Here is a further list of ways to win at Twitter*. Some other ways can be found here.
7. Be heard
Demand that your opponent reads everything that you ever wrote, on any subject. If they haven’t, or they won’t, chide them for being ignorant or narrow minded as appropriate.
8. Victim Bully
Victim bully. Use claims that your opponent has wronged you to gain leverage over them. This works especially well if you have harried or frustrated them into being robust with their language.
9. Flat out hypocrisy
Accuse your opponent of the very thing that you are doing right now to gain advantage over them. It doesn’t matter what it is.
10. Hold them responsible
Hold your opponent responsible for the actions of their entire group, or culture. Demand that they show penance by calling out every example of the behaviour you don’t like. Be sure to gleefully point these out.
11. Demand answers
It doesn’t matter if your questions are relevant, interesting, or important. Keep demanding.
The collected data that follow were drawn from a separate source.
//! Session and auth state for the current browser user.
//!
//! SYSTEM CONTEXT
//! ==============
//! `session` owns persistence and the user snapshot; `auth` orchestrates them
//! against the directory API and is the only writer of session state.

pub mod auth;
pub mod session;
impl TxValue {
    pub fn lovelace(lovelace: u64) -> Self {
        Self {
            lovelace,
            assets: AssetBundle::new(),
        }
    }

    pub fn with_asset(mut self, asset: AssetId, quantity: u64) -> Self {
        if quantity > 0 {
            let held = self.assets.entry(asset).or_insert(0);
            *held = held.saturating_add(quantity);
        }
        self
    }

    /// Adds `other` into `self`, failing if any quantity leaves the u64 range.
    pub fn add(&mut self, other: &TxValue) -> Result<()> {
        self.lovelace = self
            .lovelace
            .checked_add(other.lovelace)
            .ok_or_else(|| GatewayError::InvalidAmount("Lovelace total overflows".to_string()))?;
        for (asset, quantity) in &other.assets {
            let held = self.assets.entry(asset.clone()).or_insert(0);
            *held = held.checked_add(*quantity).ok_or_else(|| {
                GatewayError::InvalidAmount(format!("Quantity of {} overflows", asset.unit()))
            })?;
        }
        Ok(())
    }

    pub fn from_utxo(utxo: &Utxo) -> Self {
        Self {
            lovelace: utxo.lovelace.as_u64(),
            assets: utxo.assets.clone(),
        }
    }

    /// `self - other` for assets only; `None` when any asset would go negative.
    pub fn assets_minus(&self, other: &AssetBundle) -> Option<AssetBundle> {
        let mut remaining = self.assets.clone();
        for (asset, quantity) in other {
            let held = remaining.get_mut(asset)?;
            *held = held.checked_sub(*quantity)?;
            if *held == 0 {
                remaining.remove(asset);
            }
        }
        Some(remaining)
    }

    pub fn covers_assets(&self, required: &AssetBundle) -> bool {
        self.assets_minus(required).is_some()
    }

    fn to_cbor(&self) -> Result<Value> {
        if self.assets.is_empty() {
            return Ok(Value::Integer(self.lovelace.into()));
        }
        let mut policies: BTreeMap<Vec<u8>, Vec<(Value, Value)>> = BTreeMap::new();
        for (asset, quantity) in &self.assets {
            let policy = hex::decode(&asset.policy_id)?;
            let name = hex::decode(&asset.asset_name)?;
            policies
                .entry(policy)
                .or_default()
                .push((Value::Bytes(name), Value::Integer((*quantity).into())));
        }
        let multiasset = policies
            .into_iter()
            .map(|(policy, names)| (Value::Bytes(policy), Value::Map(names)))
            .collect();
        Ok(Value::Array(vec![
            Value::Integer(self.lovelace.into()),
            Value::Map(multiasset),
        ]))
    }
}
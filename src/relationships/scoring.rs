//! Additive risk score over a relationship graph

use super::graph::{ClusterTier, RelationshipGraph, RiskLevel};
use serde::Serialize;

pub const MAX_SCORE: u8 = 100;

/// Score at or above which an address is rated high risk.
pub const HIGH_RISK_THRESHOLD: u8 = 60;
/// Score at or above which an address is rated medium risk.
pub const MEDIUM_RISK_THRESHOLD: u8 = 30;

#[derive(Debug, Clone, PartialEq, Eq, Serialize)]
pub struct RiskAssessment {
    pub score: u8,
    pub level: RiskLevel,
    /// Human-readable reasons, one per rule that fired.
    pub factors: Vec<String>,
}

/// Scores a graph:
///
/// | rule | points |
/// |------|--------|
/// | more than 30 connections | 20 |
/// | more than 15 connections | 10 |
/// | 5 or more high-frequency connections | 30 |
/// | 2 to 4 high-frequency connections | 15 |
/// | fewer than 5 transactions | 10 |
///
/// The connection rules and the high-frequency rules are each exclusive.
/// The total is capped at [`MAX_SCORE`].
pub fn assess(graph: &RelationshipGraph) -> RiskAssessment {
    let mut score: u32 = 0;
    let mut factors = Vec::new();

    let connections = graph.connections.len();
    if connections > 30 {
        score += 20;
        factors.push(format!("{} distinct counterparties", connections));
    } else if connections > 15 {
        score += 10;
        factors.push(format!("{} distinct counterparties", connections));
    }

    let high_frequency = graph
        .connections
        .iter()
        .filter(|c| ClusterTier::for_strength(c.strength) == ClusterTier::HighFrequency)
        .count();
    if high_frequency >= 5 {
        score += 30;
        factors.push(format!("{} high-frequency counterparties", high_frequency));
    } else if high_frequency >= 2 {
        score += 15;
        factors.push(format!("{} high-frequency counterparties", high_frequency));
    }

    if graph.transaction_count < 5 {
        score += 10;
        factors.push(format!("only {} transactions", graph.transaction_count));
    }

    let score = score.min(MAX_SCORE as u32) as u8;
    RiskAssessment {
        score,
        level: level_for(score),
        factors,
    }
}

pub fn level_for(score: u8) -> RiskLevel {
    if score >= HIGH_RISK_THRESHOLD {
        RiskLevel::High
    } else if score >= MEDIUM_RISK_THRESHOLD {
        RiskLevel::Medium
    } else {
        RiskLevel::Low
    }
}

#[cfg(test)]
mod tests {
    use super::*;
    use crate::relationships::graph::{Connection, ConnectionType};

    fn graph(strengths: &[u32], transaction_count: usize) -> RelationshipGraph {
        RelationshipGraph {
            address: "addr_test1me".to_string(),
            transaction_count,
            connections: strengths
                .iter()
                .enumerate()
                .map(|(i, s)| Connection {
                    target: format!("addr_test1peer{}", i),
                    strength: *s,
                    first_seen: 0,
                    last_seen: 0,
                    connection_type: ConnectionType::Outgoing,
                })
                .collect(),
        }
    }

    #[test]
    fn test_quiet_address_scores_low() {
        let risk = assess(&graph(&[1, 1], 10));
        assert_eq!(risk.score, 0);
        assert_eq!(risk.level, RiskLevel::Low);
        assert!(risk.factors.is_empty());
    }

    #[test]
    fn test_few_transactions_bonus() {
        let risk = assess(&graph(&[1], 4));
        assert_eq!(risk.score, 10);
    }

    #[test]
    fn test_connection_tiers() {
        assert_eq!(assess(&graph(&[1; 16], 20)).score, 10);
        assert_eq!(assess(&graph(&[1; 15], 20)).score, 0);
        assert_eq!(assess(&graph(&[1; 31], 40)).score, 20);
    }

    #[test]
    fn test_high_frequency_tiers() {
        assert_eq!(assess(&graph(&[3], 20)).score, 0);
        assert_eq!(assess(&graph(&[3, 4], 20)).score, 15);
        assert_eq!(assess(&graph(&[3, 3, 3, 3], 20)).score, 15);
        assert_eq!(assess(&graph(&[3, 3, 3, 3, 9], 20)).score, 30);
    }

    #[test]
    fn test_everything_fires() {
        let mut strengths = vec![5; 6];
        strengths.extend(vec![1; 30]);
        let risk = assess(&graph(&strengths, 3));
        assert_eq!(risk.score, 60);
        assert_eq!(risk.level, RiskLevel::High);
        assert_eq!(risk.factors.len(), 3);
    }

    #[test]
    fn test_levels() {
        assert_eq!(level_for(29), RiskLevel::Low);
        assert_eq!(level_for(30), RiskLevel::Medium);
        assert_eq!(level_for(59), RiskLevel::Medium);
        assert_eq!(level_for(100), RiskLevel::High);
    }
}
//! Cross-address heuristics: shared counterparties and timing correlation

use super::graph::RelationshipGraph;
use serde::Serialize;
use std::collections::{BTreeMap, BTreeSet};

/// Width of a timing-correlation window in seconds.
pub const TIMING_WINDOW_SECS: i64 = 3600;

/// Likelihood (percent) at which a candidate is rated strong.
pub const STRONG_LIKELIHOOD: f64 = 75.0;

#[derive(Debug, Clone, Copy, PartialEq, Eq, Serialize)]
#[serde(rename_all = "snake_case")]
pub enum OwnershipStrength {
    Strong,
    Moderate,
}

#[derive(Debug, Clone, PartialEq, Serialize)]
pub struct BeneficialOwnerCandidate {
    pub address: String,
    /// Number of analyzed addresses that transacted with this one.
    pub appearances: usize,
    /// Share of analyzed addresses, in percent.
    pub likelihood: f64,
    pub strength: OwnershipStrength,
    pub linked_addresses: Vec<String>,
}

#[derive(Debug, Clone, PartialEq, Serialize)]
pub struct TimingGroup {
    /// Unix seconds at the start of the window.
    pub window_start: i64,
    pub addresses: Vec<String>,
    /// 0 to 100, higher when the addresses' activity is tightly packed.
    pub confidence: f64,
}

fn round1(value: f64) -> f64 {
    (value * 10.0).round() / 10.0
}

/// Counterparties shared by at least two of the analyzed graphs.
pub fn beneficial_owner_candidates(graphs: &[RelationshipGraph]) -> Vec<BeneficialOwnerCandidate> {
    if graphs.is_empty() {
        return Vec::new();
    }

    let mut linked: BTreeMap<&str, BTreeSet<&str>> = BTreeMap::new();
    for graph in graphs {
        for target in graph.targets() {
            linked.entry(target).or_default().insert(graph.address.as_str());
        }
    }

    let analyzed = graphs.len() as f64;
    let mut candidates: Vec<BeneficialOwnerCandidate> = linked
        .into_iter()
        .filter(|(_, sources)| sources.len() >= 2)
        .map(|(address, sources)| {
            let likelihood = round1(sources.len() as f64 / analyzed * 100.0);
            BeneficialOwnerCandidate {
                address: address.to_string(),
                appearances: sources.len(),
                likelihood,
                strength: if likelihood >= STRONG_LIKELIHOOD {
                    OwnershipStrength::Strong
                } else {
                    OwnershipStrength::Moderate
                },
                linked_addresses: sources.into_iter().map(str::to_string).collect(),
            }
        })
        .collect();

    candidates.sort_by(|a, b| {
        b.likelihood
            .total_cmp(&a.likelihood)
            .then_with(|| a.address.cmp(&b.address))
    });
    candidates
}

/// Groups addresses whose average last activity falls in the same hour window.
pub fn timing_correlations(graphs: &[RelationshipGraph]) -> Vec<TimingGroup> {
    let mut buckets: BTreeMap<i64, Vec<(&str, f64)>> = BTreeMap::new();
    for graph in graphs {
        if let Some(average) = graph.average_last_seen() {
            let bucket = (average as i64).div_euclid(TIMING_WINDOW_SECS);
            buckets
                .entry(bucket)
                .or_default()
                .push((graph.address.as_str(), average));
        }
    }

    let mut groups: Vec<TimingGroup> = buckets
        .into_iter()
        .filter(|(_, members)| members.len() >= 2)
        .map(|(bucket, members)| {
            let n = members.len() as f64;
            let mean = members.iter().map(|(_, t)| t).sum::<f64>() / n;
            let variance = members.iter().map(|(_, t)| (t - mean).powi(2)).sum::<f64>() / n;
            let stddev = variance.sqrt();
            let confidence = (1.0 - stddev / TIMING_WINDOW_SECS as f64).max(0.0) * 100.0;
            TimingGroup {
                window_start: bucket * TIMING_WINDOW_SECS,
                addresses: members.iter().map(|(a, _)| a.to_string()).collect(),
                confidence: round1(confidence),
            }
        })
        .collect();

    groups.sort_by(|a, b| {
        b.confidence
            .total_cmp(&a.confidence)
            .then_with(|| a.window_start.cmp(&b.window_start))
    });
    groups
}
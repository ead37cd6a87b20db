//! Token faucet
//!
//! Each claimant address may receive `token_amount` of the configured asset
//! once per cooldown window. Claims are built, signed with the faucet key and
//! submitted server side.

use crate::address::{CardanoAddress, Network};
use crate::cache::ClaimLedger;
use crate::config::Config;
use crate::error::{GatewayError, Result};
use crate::provider::{AssetId, ChainProvider};
use crate::transaction::{PaymentSigner, SignedTransaction, TxBuilder, TxOutput, TxValue};
use crate::units::Lovelace;
use chrono::{Duration, Utc};
use serde::Serialize;
use std::sync::Arc;
use tokio::sync::Mutex;
use tracing::{error, info};

#[derive(Debug, Clone, Serialize)]
pub struct FaucetClaim {
    pub tx_hash: String,
    pub recipient: String,
    pub token_amount: u64,
    pub lovelace: Lovelace,
    pub fee: Lovelace,
    pub next_claim_in_secs: u64,
}

#[derive(Debug, Clone, Serialize)]
pub struct FaucetStatus {
    pub enabled: bool,
    pub address: Option<String>,
    pub asset: Option<String>,
    pub token_amount: u64,
    pub cooldown_secs: u64,
}

struct FaucetWallet {
    signer: PaymentSigner,
    address: CardanoAddress,
}

pub struct Faucet {
    provider: Arc<dyn ChainProvider>,
    network: Network,
    wallet: Option<FaucetWallet>,
    asset: AssetId,
    token_amount: u64,
    cooldown: Duration,
    claims: ClaimLedger,
    ttl_slots: u64,
    /// Serializes claims so two of them never select the same faucet UTxOs.
    submit_lock: Mutex<()>,
}

impl Faucet {
    pub fn from_config(config: &Config, provider: Arc<dyn ChainProvider>) -> Result<Self> {
        let network = config.provider.network;
        let wallet = match config.faucet.signing_key.as_deref() {
            Some(key) => {
                let signer = PaymentSigner::from_hex(key)?;
                let address = signer.address(network)?;
                Some(FaucetWallet { signer, address })
            }
            None => None,
        };
        Ok(Self {
            provider,
            network,
            wallet,
            asset: AssetId::new(&config.faucet.policy_id, &config.faucet.asset_name),
            token_amount: config.faucet.token_amount,
            cooldown: Duration::seconds(config.faucet.cooldown_secs as i64),
            claims: ClaimLedger::new(config.faucet.ledger_capacity),
            ttl_slots: config.deposit.ttl_slots,
            submit_lock: Mutex::new(()),
        })
    }

    pub fn is_enabled(&self) -> bool {
        self.wallet.is_some()
    }

    pub fn status(&self) -> FaucetStatus {
        FaucetStatus {
            enabled: self.is_enabled(),
            address: self.wallet.as_ref().map(|w| w.address.to_string()),
            asset: self.wallet.as_ref().map(|_| self.asset.unit()),
            token_amount: self.token_amount,
            cooldown_secs: self.cooldown.num_seconds().max(0) as u64,
        }
    }

    /// Sends tokens to `address` unless it claimed within the cooldown.
    pub async fn claim(&self, address: &str) -> Result<FaucetClaim> {
        let wallet = self.wallet.as_ref().ok_or(GatewayError::FaucetDisabled)?;
        let recipient = CardanoAddress::parse(address)?;
        recipient.ensure_network(self.network)?;
        if !recipient.can_receive_funds() {
            return Err(GatewayError::InvalidAddress(
                "Stake addresses cannot receive tokens".to_string(),
            ));
        }
        let key = recipient.as_bech32().to_string();

        let _guard = self.submit_lock.lock().await;
        if let Some(remaining_secs) = self
            .claims
            .remaining_cooldown(&key, self.cooldown, Utc::now())
            .await
        {
            return Err(GatewayError::CooldownActive { remaining_secs });
        }

        let (params, slot, utxos) = tokio::try_join!(
            self.provider.protocol_parameters(),
            self.provider.latest_slot(),
            self.provider.address_utxos(wallet.address.as_bech32()),
        )?;

        let builder = TxBuilder::new(params).with_ttl(slot + self.ttl_slots);
        let output = builder.with_min_lovelace(TxOutput::new(
            recipient.as_bytes().to_vec(),
            TxValue::lovelace(0).with_asset(self.asset.clone(), self.token_amount),
        ))?;
        let lovelace = Lovelace(output.value.lovelace);

        let built = builder
            .build(&utxos, vec![output], &wallet.address)
            .map_err(|e| match e {
                GatewayError::InsufficientFunds(msg) => {
                    error!(faucet = %wallet.address, %msg, "faucet.depleted");
                    GatewayError::InsufficientFunds("Faucet is out of funds".to_string())
                }
                other => other,
            })?;

        let mut tx: SignedTransaction = built.transaction;
        wallet.signer.sign(&mut tx)?;
        let tx_hash = self.provider.submit_transaction(&tx.to_cbor()?).await?;

        self.claims.record_claim(key.clone(), Utc::now()).await;
        info!(
            recipient = %key,
            %tx_hash,
            tokens = self.token_amount,
            lovelace = lovelace.as_u64(),
            fee = built.fee.as_u64(),
            "faucet.claimed"
        );

        Ok(FaucetClaim {
            tx_hash,
            recipient: key,
            token_amount: self.token_amount,
            lovelace,
            fee: built.fee,
            next_claim_in_secs: self.cooldown.num_seconds().max(0) as u64,
        })
    }
}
Proclaim loudly that your opponent won’t answer your questions, and that, really, the answers to the questions are the important thing.
12. Be disappointed
Make it clear to your opponent, you are disappointed in them. Look, you expect a higher standard of behaviour and/or argument from them, and really, they’ve let you down, they’ve let their family down, but mostly, they’ve let themselves down.
13. Change the subject
If all else fails, and you’re still losing your argument, you can always LOOK: A SQUIRREL!!!!